(Stored data)
--- START ---

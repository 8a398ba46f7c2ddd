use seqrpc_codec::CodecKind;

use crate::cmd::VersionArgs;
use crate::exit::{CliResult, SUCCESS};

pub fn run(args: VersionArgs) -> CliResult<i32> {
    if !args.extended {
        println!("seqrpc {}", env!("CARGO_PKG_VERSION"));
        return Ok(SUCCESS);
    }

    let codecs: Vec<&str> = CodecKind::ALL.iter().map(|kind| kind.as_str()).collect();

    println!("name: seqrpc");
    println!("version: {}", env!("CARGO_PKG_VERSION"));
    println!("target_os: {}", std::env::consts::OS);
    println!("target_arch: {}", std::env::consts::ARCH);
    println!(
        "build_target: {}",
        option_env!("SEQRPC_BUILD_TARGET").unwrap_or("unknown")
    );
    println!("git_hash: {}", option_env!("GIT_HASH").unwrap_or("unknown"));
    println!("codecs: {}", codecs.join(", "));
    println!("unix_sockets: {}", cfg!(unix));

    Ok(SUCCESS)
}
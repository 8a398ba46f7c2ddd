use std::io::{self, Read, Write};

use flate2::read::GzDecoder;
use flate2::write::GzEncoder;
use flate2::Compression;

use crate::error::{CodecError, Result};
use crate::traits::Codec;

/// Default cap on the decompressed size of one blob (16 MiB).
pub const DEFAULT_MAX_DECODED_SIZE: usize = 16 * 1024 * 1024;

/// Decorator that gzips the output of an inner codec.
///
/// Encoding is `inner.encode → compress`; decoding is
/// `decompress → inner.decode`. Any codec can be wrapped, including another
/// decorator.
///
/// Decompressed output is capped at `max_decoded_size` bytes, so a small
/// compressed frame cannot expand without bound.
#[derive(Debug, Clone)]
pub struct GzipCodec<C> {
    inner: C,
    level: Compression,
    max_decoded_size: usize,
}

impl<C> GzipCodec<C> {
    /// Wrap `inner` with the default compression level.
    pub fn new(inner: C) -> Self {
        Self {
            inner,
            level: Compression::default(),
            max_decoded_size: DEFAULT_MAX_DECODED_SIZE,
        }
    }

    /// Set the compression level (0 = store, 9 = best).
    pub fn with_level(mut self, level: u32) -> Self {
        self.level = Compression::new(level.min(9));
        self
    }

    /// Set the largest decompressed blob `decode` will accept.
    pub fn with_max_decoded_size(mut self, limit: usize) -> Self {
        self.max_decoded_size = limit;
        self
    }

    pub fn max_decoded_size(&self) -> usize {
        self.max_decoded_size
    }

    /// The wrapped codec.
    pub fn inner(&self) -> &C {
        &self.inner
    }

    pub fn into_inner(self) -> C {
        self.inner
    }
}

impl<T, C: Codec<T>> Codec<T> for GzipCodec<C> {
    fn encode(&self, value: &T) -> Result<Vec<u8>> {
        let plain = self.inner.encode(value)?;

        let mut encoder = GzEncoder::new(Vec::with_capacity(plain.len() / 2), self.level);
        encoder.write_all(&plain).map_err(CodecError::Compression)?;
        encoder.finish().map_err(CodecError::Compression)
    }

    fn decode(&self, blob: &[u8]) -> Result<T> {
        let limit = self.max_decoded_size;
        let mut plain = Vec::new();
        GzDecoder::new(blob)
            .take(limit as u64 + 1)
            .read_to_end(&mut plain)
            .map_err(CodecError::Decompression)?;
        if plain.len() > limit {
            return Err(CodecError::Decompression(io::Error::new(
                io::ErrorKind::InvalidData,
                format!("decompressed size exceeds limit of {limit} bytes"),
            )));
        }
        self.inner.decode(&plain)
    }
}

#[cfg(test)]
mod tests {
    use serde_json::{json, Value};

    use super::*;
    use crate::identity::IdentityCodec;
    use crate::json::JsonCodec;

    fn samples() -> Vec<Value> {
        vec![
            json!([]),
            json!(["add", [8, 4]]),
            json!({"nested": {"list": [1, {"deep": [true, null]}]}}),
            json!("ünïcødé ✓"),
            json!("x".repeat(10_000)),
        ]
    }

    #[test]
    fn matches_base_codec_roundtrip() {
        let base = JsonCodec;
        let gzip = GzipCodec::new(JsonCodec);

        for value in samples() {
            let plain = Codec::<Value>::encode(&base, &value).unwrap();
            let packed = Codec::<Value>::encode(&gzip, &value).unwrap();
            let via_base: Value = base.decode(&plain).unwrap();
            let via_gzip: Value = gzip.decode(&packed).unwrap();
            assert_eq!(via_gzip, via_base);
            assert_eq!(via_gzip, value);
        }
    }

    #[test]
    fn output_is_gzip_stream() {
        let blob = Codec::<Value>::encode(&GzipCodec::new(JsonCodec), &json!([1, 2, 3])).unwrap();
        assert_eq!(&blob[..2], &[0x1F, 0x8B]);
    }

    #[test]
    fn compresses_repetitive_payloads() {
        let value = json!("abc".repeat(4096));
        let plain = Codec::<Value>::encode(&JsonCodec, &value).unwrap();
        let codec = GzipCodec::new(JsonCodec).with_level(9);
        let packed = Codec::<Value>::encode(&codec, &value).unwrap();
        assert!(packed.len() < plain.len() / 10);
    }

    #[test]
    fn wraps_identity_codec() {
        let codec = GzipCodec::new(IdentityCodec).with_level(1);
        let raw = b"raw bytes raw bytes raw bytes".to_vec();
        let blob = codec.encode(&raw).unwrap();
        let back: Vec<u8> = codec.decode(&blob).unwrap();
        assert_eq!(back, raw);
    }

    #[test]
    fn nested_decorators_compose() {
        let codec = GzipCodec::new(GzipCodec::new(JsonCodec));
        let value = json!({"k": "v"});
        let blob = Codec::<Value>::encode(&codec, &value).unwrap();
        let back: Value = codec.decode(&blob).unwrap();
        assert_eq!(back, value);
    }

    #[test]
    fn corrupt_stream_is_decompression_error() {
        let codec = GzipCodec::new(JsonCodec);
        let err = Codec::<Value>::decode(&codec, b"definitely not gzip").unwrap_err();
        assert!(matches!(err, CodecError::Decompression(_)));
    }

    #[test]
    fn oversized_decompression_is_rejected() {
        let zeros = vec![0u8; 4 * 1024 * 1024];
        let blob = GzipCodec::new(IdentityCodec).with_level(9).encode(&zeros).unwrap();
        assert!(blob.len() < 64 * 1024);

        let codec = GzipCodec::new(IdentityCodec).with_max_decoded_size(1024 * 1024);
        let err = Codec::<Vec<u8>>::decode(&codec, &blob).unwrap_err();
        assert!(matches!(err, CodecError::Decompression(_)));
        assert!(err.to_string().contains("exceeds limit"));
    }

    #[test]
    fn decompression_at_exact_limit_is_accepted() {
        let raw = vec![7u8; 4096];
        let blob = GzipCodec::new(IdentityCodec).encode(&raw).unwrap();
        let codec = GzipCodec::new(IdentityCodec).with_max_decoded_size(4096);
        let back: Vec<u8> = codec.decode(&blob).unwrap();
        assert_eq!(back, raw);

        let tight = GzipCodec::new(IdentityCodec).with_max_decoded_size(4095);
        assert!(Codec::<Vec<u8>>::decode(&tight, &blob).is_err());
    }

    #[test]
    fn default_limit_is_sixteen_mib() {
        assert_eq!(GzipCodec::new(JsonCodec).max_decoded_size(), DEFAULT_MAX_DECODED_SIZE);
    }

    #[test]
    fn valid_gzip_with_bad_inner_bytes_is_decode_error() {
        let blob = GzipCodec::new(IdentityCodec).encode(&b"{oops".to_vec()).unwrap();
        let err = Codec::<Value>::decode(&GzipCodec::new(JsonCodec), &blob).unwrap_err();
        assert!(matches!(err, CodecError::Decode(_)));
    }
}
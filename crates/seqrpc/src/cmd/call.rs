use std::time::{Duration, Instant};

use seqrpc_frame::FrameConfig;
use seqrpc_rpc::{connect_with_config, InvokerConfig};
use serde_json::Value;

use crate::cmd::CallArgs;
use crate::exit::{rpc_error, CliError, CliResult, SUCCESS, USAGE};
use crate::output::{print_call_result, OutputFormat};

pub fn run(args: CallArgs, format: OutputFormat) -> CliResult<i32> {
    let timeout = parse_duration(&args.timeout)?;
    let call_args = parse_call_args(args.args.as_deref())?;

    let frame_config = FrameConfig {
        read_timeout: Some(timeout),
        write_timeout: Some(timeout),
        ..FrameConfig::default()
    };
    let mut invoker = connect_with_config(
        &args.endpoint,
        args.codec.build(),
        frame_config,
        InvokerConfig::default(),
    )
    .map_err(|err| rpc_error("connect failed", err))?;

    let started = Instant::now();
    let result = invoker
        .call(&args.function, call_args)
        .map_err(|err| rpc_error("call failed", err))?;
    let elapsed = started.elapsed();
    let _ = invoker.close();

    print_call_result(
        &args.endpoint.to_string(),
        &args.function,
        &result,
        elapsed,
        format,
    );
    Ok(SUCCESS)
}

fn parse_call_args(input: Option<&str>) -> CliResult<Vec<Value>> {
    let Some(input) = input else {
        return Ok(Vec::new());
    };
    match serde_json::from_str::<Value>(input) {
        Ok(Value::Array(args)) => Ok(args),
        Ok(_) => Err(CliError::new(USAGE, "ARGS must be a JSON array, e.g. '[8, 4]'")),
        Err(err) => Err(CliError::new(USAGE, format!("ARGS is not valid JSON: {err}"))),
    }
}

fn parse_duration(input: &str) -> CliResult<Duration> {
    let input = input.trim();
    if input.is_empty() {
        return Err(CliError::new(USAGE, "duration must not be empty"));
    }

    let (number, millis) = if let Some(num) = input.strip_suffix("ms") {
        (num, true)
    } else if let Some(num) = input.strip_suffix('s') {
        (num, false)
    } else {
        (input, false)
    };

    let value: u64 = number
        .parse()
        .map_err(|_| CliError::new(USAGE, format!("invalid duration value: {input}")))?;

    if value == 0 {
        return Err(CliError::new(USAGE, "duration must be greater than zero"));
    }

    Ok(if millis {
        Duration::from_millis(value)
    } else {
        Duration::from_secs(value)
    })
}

--- END ---

Instructions to follow: Using the entries above, count the lines that have the string "failed" in them. Answer with that number only.

Response below: 2